In August, a truck driver in New York City was charged with driving while intoxicated and other crimes when he struck and killed an Australian tourist on a bicycle. According to news reports, the cyclist was hit after she swerved to avoid a van in an on-street bicycle lane.

Most bicycle-versus-car crashes in Minneapolis happen at intersections, and being struck from behind is a serious but relatively infrequent type of crash for cyclists, said Nick Mason, deputy director of the Bicycle Alliance of Minnesota and a member of Minneapolis’ Bicycle Advisory Committee. But even the perception that blocked lanes are unsafe can impact a person’s willingness to bike, he added.

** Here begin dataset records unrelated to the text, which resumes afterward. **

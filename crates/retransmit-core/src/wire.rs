//! retransmit wire format: the frame that carries every byte and every ack.
//!
//! A frame is a fixed 56-byte header followed by `length` payload bytes.
//! All integers are big-endian. The checksum is BLAKE3 over the header
//! (with the checksum field zeroed) followed by the payload, so a single
//! flipped bit anywhere in a frame is caught before the payload is used.
//!
//! ```text
//!  0        8        16       24                       56
//!  +--------+--------+--------+------------------------+-----------
//!  | magic  | length |  seq   |   checksum (32 bytes)  | payload...
//!  +--------+--------+--------+------------------------+-----------
//! ```
//!
//! Acks reuse the layout: an empty payload and the sequence being confirmed.
//! A data frame with an empty payload is the terminal frame of a stream.
//!
//! The header is a zerocopy struct, so encoding and parsing never go
//! through unsafe code.

use bytes::{Bytes, BytesMut};
use static_assertions::assert_eq_size;
use zerocopy::byteorder::{BigEndian, U64};
use zerocopy::{AsBytes, FromBytes, FromZeroes};

// ── Constants ─────────────────────────────────────────────────────────────────

/// Protocol identifier. Any other value in the first eight bytes is foreign.
///
/// Distinct from the magic of the SHA-256 framing with the same layout,
/// so a peer speaking that variant fails on the first eight bytes instead
/// of on every checksum.
pub const MAGIC: u64 = 0x7274_786d_b3a1_0001;

/// Size of [`FrameHeader`] on the wire.
pub const HEADER_LEN: usize = 56;

/// Largest payload a peer will accept.
/// Checked before the payload is allocated, so a corrupted length field
/// cannot make the receiver reserve gigabytes.
pub const MAX_PAYLOAD: usize = 16 * 1024 * 1024;

// ── Header ────────────────────────────────────────────────────────────────────

/// Fixed-size frame header, exactly as it appears on the wire.
#[derive(Debug, Clone, PartialEq, Eq, AsBytes, FromBytes, FromZeroes)]
#[repr(C)]
pub struct FrameHeader {
    /// Always [`MAGIC`].
    pub magic: U64<BigEndian>,
    /// Payload length in bytes.
    pub length: U64<BigEndian>,
    /// Sequence number of the frame, or of the frame being acknowledged.
    pub sequence: U64<BigEndian>,
    /// BLAKE3 digest of header (this field zeroed) followed by payload.
    pub checksum: [u8; 32],
}

// Compile-time size guard. If this fails, the wire format has silently changed.
assert_eq_size!(FrameHeader, [u8; HEADER_LEN]);

impl FrameHeader {
    /// Parse and sanity-check a header.
    ///
    /// Rejects a foreign magic and a length above [`MAX_PAYLOAD`]. The
    /// checksum can only be verified once the payload has been read, see
    /// [`Frame::from_parts`].
    pub fn parse(bytes: &[u8; HEADER_LEN]) -> Result<Self, FrameError> {
        let header = FrameHeader::read_from(&bytes[..]).ok_or(FrameError::Truncated {
            needed: HEADER_LEN,
            available: bytes.len(),
        })?;

        header.check_magic()?;

        let length = header.length.get();
        if length > MAX_PAYLOAD as u64 {
            return Err(FrameError::PayloadTooLarge(length));
        }

        Ok(header)
    }

    fn check_magic(&self) -> Result<(), FrameError> {
        match self.magic.get() {
            MAGIC => Ok(()),
            found => Err(FrameError::MagicMismatch { found }),
        }
    }

    pub fn payload_len(&self) -> usize {
        // parse() bounds the length by MAX_PAYLOAD, which fits any usize.
        self.length.get() as usize
    }

    pub fn sequence(&self) -> u64 {
        self.sequence.get()
    }
}

fn checksum(header: &FrameHeader, payload: &[u8]) -> [u8; 32] {
    let mut unsigned = header.clone();
    unsigned.checksum = [0u8; 32];

    let mut hasher = blake3::Hasher::new();
    hasher.update(unsigned.as_bytes());
    hasher.update(payload);
    *hasher.finalize().as_bytes()
}

// ── Frame ─────────────────────────────────────────────────────────────────────

/// One unit of transfer and of acknowledgment.
///
/// Magic, length and checksum are derived on encode and verified on decode;
/// they are never stored separately, so a `Frame` cannot disagree with
/// itself.
#[derive(Debug, Clone, PartialEq, Eq)]
pub struct Frame {
    pub sequence: u64,
    pub payload: Bytes,
}

impl Frame {
    pub fn data(sequence: u64, payload: impl Into<Bytes>) -> Self {
        Self {
            sequence,
            payload: payload.into(),
        }
    }

    /// End-of-stream marker. Sequenced and acknowledged like any other frame.
    pub fn terminal(sequence: u64) -> Self {
        Self {
            sequence,
            payload: Bytes::new(),
        }
    }

    /// Acknowledgment of `sequence`. Echoes the sequence; never allocates one.
    pub fn ack(sequence: u64) -> Self {
        Self::terminal(sequence)
    }

    pub fn len(&self) -> usize {
        self.payload.len()
    }

    pub fn is_empty(&self) -> bool {
        self.payload.is_empty()
    }

    /// A data frame without payload marks the end of the stream.
    pub fn is_terminal(&self) -> bool {
        self.payload.is_empty()
    }

    /// Build the header for this frame, checksum included.
    pub fn header(&self) -> FrameHeader {
        let mut header = FrameHeader {
            magic: U64::new(MAGIC),
            length: U64::new(self.payload.len() as u64),
            sequence: U64::new(self.sequence),
            checksum: [0u8; 32],
        };
        header.checksum = checksum(&header, &self.payload);
        header
    }

    /// Serialize header and payload into one contiguous buffer.
    pub fn encode(&self) -> Bytes {
        let header = self.header();
        let mut buf = BytesMut::with_capacity(HEADER_LEN + self.payload.len());
        buf.extend_from_slice(header.as_bytes());
        buf.extend_from_slice(&self.payload);
        buf.freeze()
    }

    /// Assemble a frame from a header and the payload read after it.
    ///
    /// The checksum is verified first, so a corrupted length field reports
    /// as a checksum mismatch like any other flipped bit.
    pub fn from_parts(header: &FrameHeader, payload: Bytes) -> Result<Self, FrameError> {
        if checksum(header, &payload) != header.checksum {
            return Err(FrameError::ChecksumMismatch {
                sequence: header.sequence(),
            });
        }

        let declared = header.length.get();
        if declared != payload.len() as u64 {
            return Err(FrameError::LengthMismatch {
                declared,
                actual: payload.len(),
            });
        }
        if declared > MAX_PAYLOAD as u64 {
            return Err(FrameError::PayloadTooLarge(declared));
        }

        Ok(Self {
            sequence: header.sequence(),
            payload,
        })
    }

    /// Decode a buffer that holds exactly one encoded frame.
    ///
    /// Unlike [`FrameHeader::parse`], the length field is only trusted
    /// once the checksum has matched: the whole frame is already in memory.
    pub fn decode(buf: &[u8]) -> Result<Self, FrameError> {
        let header = FrameHeader::read_from_prefix(buf).ok_or(FrameError::Truncated {
            needed: HEADER_LEN,
            available: buf.len(),
        })?;

        header.check_magic()?;
        Frame::from_parts(&header, Bytes::copy_from_slice(&buf[HEADER_LEN..]))
    }
}

// ── Errors ────────────────────────────────────────────────────────────────────

/// Errors that can arise when interpreting wire-format data.
///
/// Every variant means the bytes came from a corrupted link or a foreign
/// peer. None of them is recoverable on the same connection.
#[derive(Debug, Clone, PartialEq, Eq, thiserror::Error)]
pub enum FrameError {
    #[error("invalid magic number: 0x{found:016x}")]
    MagicMismatch { found: u64 },

    #[error("checksum mismatch on frame {sequence}")]
    ChecksumMismatch { sequence: u64 },

    #[error("payload length {0} exceeds maximum {}", MAX_PAYLOAD)]
    PayloadTooLarge(u64),

    #[error("header declares {declared} payload bytes, found {actual}")]
    LengthMismatch { declared: u64, actual: usize },

    #[error("need {needed} bytes for a header, have {available}")]
    Truncated { needed: usize, available: usize },
}

// ── Tests ─────────────────────────────────────────────────────────────────────

#[cfg(test)]
mod tests {
    use super::*;
    use proptest::prelude::*;

    const CHECKSUM_OFFSET: usize = 24;
    /// Magic of the SHA-256 framing with the same header layout.
    const SHA256_MAGIC: u64 = 0xaabb_8b21_6c51_20f4;

    #[test]
    fn data_frame_round_trip() {
        let frame = Frame::data(17, vec![17u8, 23, 42]);
        let decoded = Frame::decode(&frame.encode()).unwrap();
        assert_eq!(decoded, frame);
        assert!(!decoded.is_terminal());
    }

    #[test]
    fn terminal_frame_round_trip() {
        let frame = Frame::terminal(0);
        let bytes = frame.encode();
        assert_eq!(bytes.len(), HEADER_LEN);

        let decoded = Frame::decode(&bytes).unwrap();
        assert_eq!(decoded.sequence, 0);
        assert!(decoded.is_terminal());
    }

    #[test]
    fn ack_echoes_sequence_with_empty_payload() {
        let ack = Frame::ack(9_000_000_001);
        assert_eq!(ack.sequence, 9_000_000_001);
        assert!(ack.payload.is_empty());
        assert_eq!(ack.encode(), Frame::terminal(9_000_000_001).encode());
    }

    #[test]
    fn header_fields_are_big_endian_on_wire() {
        let bytes = Frame::data(0x0102_0304_0506_0708, &b"abc"[..]).encode();
        assert_eq!(&bytes[0..8], &MAGIC.to_be_bytes());
        assert_eq!(&bytes[8..16], &3u64.to_be_bytes());
        assert_eq!(&bytes[16..24], &[1, 2, 3, 4, 5, 6, 7, 8]);
        assert_eq!(&bytes[HEADER_LEN..], b"abc");
    }

    #[test]
    fn checksum_covers_header_with_zeroed_checksum_field() {
        let frame = Frame::data(5, &b"payload"[..]);
        let bytes = frame.encode();

        let mut zeroed = bytes.to_vec();
        zeroed[CHECKSUM_OFFSET..HEADER_LEN].fill(0);
        let expected = blake3::hash(&zeroed);

        assert_eq!(&bytes[CHECKSUM_OFFSET..HEADER_LEN], expected.as_bytes());
    }

    #[test]
    fn every_single_bit_flip_is_rejected() {
        let bytes = Frame::data(3, &b"retransmit"[..]).encode();

        for bit in 0..bytes.len() * 8 {
            let mut corrupted = bytes.to_vec();
            corrupted[bit / 8] ^= 1 << (bit % 8);

            let err = Frame::decode(&corrupted).unwrap_err();
            let byte = bit / 8;
            match byte {
                0..=7 => assert!(
                    matches!(err, FrameError::MagicMismatch { .. }),
                    "bit {bit}: {err}"
                ),
                _ => assert!(
                    matches!(err, FrameError::ChecksumMismatch { .. }),
                    "bit {bit}: {err}"
                ),
            }
        }
    }

    #[test]
    fn foreign_magic_is_rejected_before_payload() {
        let mut bytes = Frame::data(1, &b"x"[..]).encode().to_vec();
        bytes[0..8].copy_from_slice(&0xdead_beef_u64.to_be_bytes());
        assert_eq!(
            Frame::decode(&bytes),
            Err(FrameError::MagicMismatch { found: 0xdead_beef })
        );
    }

    #[test]
    fn sha256_framing_is_refused_on_magic() {
        let mut bytes = Frame::data(1, &b"x"[..]).encode().to_vec();
        bytes[0..8].copy_from_slice(&SHA256_MAGIC.to_be_bytes());
        assert_eq!(
            Frame::decode(&bytes),
            Err(FrameError::MagicMismatch { found: SHA256_MAGIC })
        );
    }

    #[test]
    fn length_is_checked_after_checksum() {
        let payload = &b"four"[..];
        let mut header = Frame::data(6, payload).header();
        header.length = U64::new(5);
        header.checksum = checksum(&header, payload);

        let mut bytes = header.as_bytes().to_vec();
        bytes.extend_from_slice(payload);
        assert_eq!(
            Frame::decode(&bytes),
            Err(FrameError::LengthMismatch {
                declared: 5,
                actual: 4
            })
        );
    }

    #[test]
    fn oversized_length_is_rejected_by_header_parse() {
        let mut head = [0u8; HEADER_LEN];
        head.copy_from_slice(&Frame::terminal(0).encode());
        head[8..16].copy_from_slice(&(MAX_PAYLOAD as u64 + 1).to_be_bytes());

        assert_eq!(
            FrameHeader::parse(&head),
            Err(FrameError::PayloadTooLarge(MAX_PAYLOAD as u64 + 1))
        );
    }

    #[test]
    fn truncated_buffers_are_rejected() {
        let bytes = Frame::data(2, &b"four"[..]).encode();

        assert!(matches!(
            Frame::decode(&bytes[..HEADER_LEN - 1]),
            Err(FrameError::Truncated { .. })
        ));
        assert_eq!(
            Frame::decode(&bytes[..bytes.len() - 1]),
            Err(FrameError::ChecksumMismatch { sequence: 2 })
        );
    }

    proptest! {
        #[test]
        fn decode_inverts_encode(
            sequence in any::<u64>(),
            payload in proptest::collection::vec(any::<u8>(), 0..2048),
        ) {
            let frame = Frame::data(sequence, payload);
            prop_assert_eq!(Frame::decode(&frame.encode()).unwrap(), frame);
        }
    }
}
//! `retransmit recv`: one stream from a listener to stdout.

use std::sync::Arc;

use anyhow::{Context, Result};
use clap::Args;
use tokio::net::TcpListener;

use retransmit_core::config::RetransmitConfig;
use retransmit_engine::{FixedBackoff, ReceiverEngine};

#[derive(Args)]
pub struct RecvArgs {
    /// Address to listen on, host:port
    pub listen: String,

    /// Seconds allowed for each frame read and ack write
    #[arg(long)]
    pub timeout: Option<u64>,

    /// Milliseconds to keep answering reconnects after the stream ends
    #[arg(long)]
    pub linger_ms: Option<u64>,
}

pub async fn run(mut config: RetransmitConfig, args: RecvArgs) -> Result<()> {
    if let Some(timeout) = args.timeout {
        config.link.timeout_secs = timeout;
    }
    if args.linger_ms.is_some() {
        config.recv.linger_ms = args.linger_ms;
    }
    config.validate()?;

    let listener = TcpListener::bind(&args.listen)
        .await
        .with_context(|| format!("failed to bind {}", args.listen))?;
    tracing::info!(addr = %listener.local_addr()?, "listening");

    let engine = ReceiverEngine::new(config.timeout())
        .delivery_depth(config.recv.delivery_depth)
        .linger(config.linger())
        .backoff(Arc::new(FixedBackoff(config.backoff())));

    let summary = tokio::select! {
        r = engine.run(listener, tokio::io::stdout()) => r.context("receive failed")?,
        _ = tokio::signal::ctrl_c() => anyhow::bail!("interrupted before the end of stream"),
    };

    tracing::info!(frames = summary.frames, bytes = summary.bytes, "stream written");
    Ok(())
}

“This is also one of the reasons why we want to build a network that works for all riders,” Mason said.

Raising awareness

Since March, the Twitter account @tcblockedlanes has posted photographs of cars in bicycle lanes and crosswalks mostly in and around downtown, sometimes several times a day. The account’s co-creator, Alyssa Kohn, said she envisioned @tcblockedlanes as a “community account,” a way to crowdsource data about lane blocking and possibly identify problem areas. She encourages other users to tweet pictures of blocked lanes and tag their posts “#tcblockedlanes.”

There are similar Twitter accounts posting blocked-bike lane photos in cities from Cambridge, Massachusetts, to San Francisco, and even some with a narrower focus on frequent offenders, like @FedExInBikeLane

“It’s very average for me to open 20 things a day” from other Twitter users, Kohn said.

She also wants cyclists to report blocked lanes by calling 311 — as people have done 1,137 times since 2015, according city records  — and she asks them to post the outcome of their calls online.

Before she started @tcblockedlanes, Kohn said she would often hear friends complain that “nothing happens” when they call 311 to report illegally parked vehicles. She didn’t believe them until she started tracking the results of her own 311 calls, including multiple reports on a truck that repeatedly blocked her sister’s bike route to school at the University of Minnesota.

It finally moved, she said, only after she used @tcblockedlanes in March to tweet at Mayor Jacob Frey and Ward 2 Council Member Cam Gordon.

“I don’t trust everything that I put through 311 anymore,” she said. “I’ve seen with my own eyes that nothing has happened when they say it has.”

Mason confirmed that he, too, had “definitely seen more than one example” of 311 reporting a problem was resolved when it wasn’t.

Kohn said any part she can play in making Twin Cities streets safer is also her way of dealing with loss. A friend was struck and killed in a crosswalk while jogging on a Mississippi River parkway last year.

“It’s kind of therapeutic to me to hope to make it visible and make change,” she said.